For N molecules of mass m in a container of volume V the pressure p is [tex]p = \frac{1}{3}\frac{N}{V} m \left\langle c^2 \right\rangle.[/tex]
For a gas whose particles all travel at the same speed, we have simply
[tex]p = \frac{1}{3}\frac{N}{V} m c^2 .[/tex]
[itex]\frac{1}{6}\frac{N}{V} m c[/itex] represents the total molecular momentum in a direction normal to and towards a given area of wall, per unit volume of container. This is standard kinetic theory. [itex]\frac{N}{V}[/itex] is the number of molecules per unit volume.

Now, for photons, we can replace [itex]\frac{1}{6}\frac{N}{V} m c[/itex] by [itex]\frac{1}{6}\frac{u}{c}[/itex] in which u is the photon energy per unit volume. This because the momentum of an individual photon is [itex]\frac{h}{\lambda}=\frac{hf}{c}[/itex] = photon's energy /c.
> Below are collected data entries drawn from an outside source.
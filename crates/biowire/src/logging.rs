use clap::ValueEnum;
use tracing::level_filters::LevelFilter;

#[derive(Copy, Clone, Debug, ValueEnum)]
pub enum LogFormat {
    Text,
    Json,
}

#[derive(Copy, Clone, Debug, ValueEnum)]
pub enum LogLevel {
    Error,
    Warn,
    Info,
    Debug,
    Trace,
}

impl From<LogLevel> for LevelFilter {
    fn from(level: LogLevel) -> Self {
        match level {
            LogLevel::Error => LevelFilter::ERROR,
            LogLevel::Warn => LevelFilter::WARN,
            LogLevel::Info => LevelFilter::INFO,
            LogLevel::Debug => LevelFilter::DEBUG,
            LogLevel::Trace => LevelFilter::TRACE,
        }
    }
}

/// Install the stderr subscriber. Stdout stays reserved for command output.
pub fn init_logging(format: LogFormat, level: LogLevel) {
    let builder = tracing_subscriber::fmt()
        .with_writer(std::io::stderr)
        .with_max_level(LevelFilter::from(level))
        .with_ansi(false)
        .with_thread_names(true)
        .with_target(false);

    match format {
        LogFormat::Text => {
            let _ = builder.try_init();
        }
        LogFormat::Json => {
            let _ = builder.json().try_init();
        }
    }
}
Hence we finish up with [itex]p = \frac{1}{3}u.[/itex] The factor is [itex]\frac{1}{3}[/itex] rather than [itex]\frac{1}{6}[/itex], just as for molecular gases, because the force on the wall is due to the change in momentum of particles when they collide, and the total normal momentum of reflected particles is equal and opposite to that of incident particles.
 
  • #4
Philip Wood said:
The factor is [itex]\frac{1}{3}[/itex] rather than [itex]\frac{1}{6}[/itex], just as for molecular gases, because the force on the wall is due to the change in momentum of particles when they collide, and the total normal momentum of reflected particles is equal and opposite to that of incident particles.
Thank you

Do you mean that 1/6 + 1/6 =1/3.
 
  • #5
Indeed I do. Or, better still: 1/6 - (-1/6) = 1/3.
 
  • #6
This is the derivation I found. But I don't understand how can the time for the change of momentum is so large? Why is not the moment when it changes momentum but the time between collision.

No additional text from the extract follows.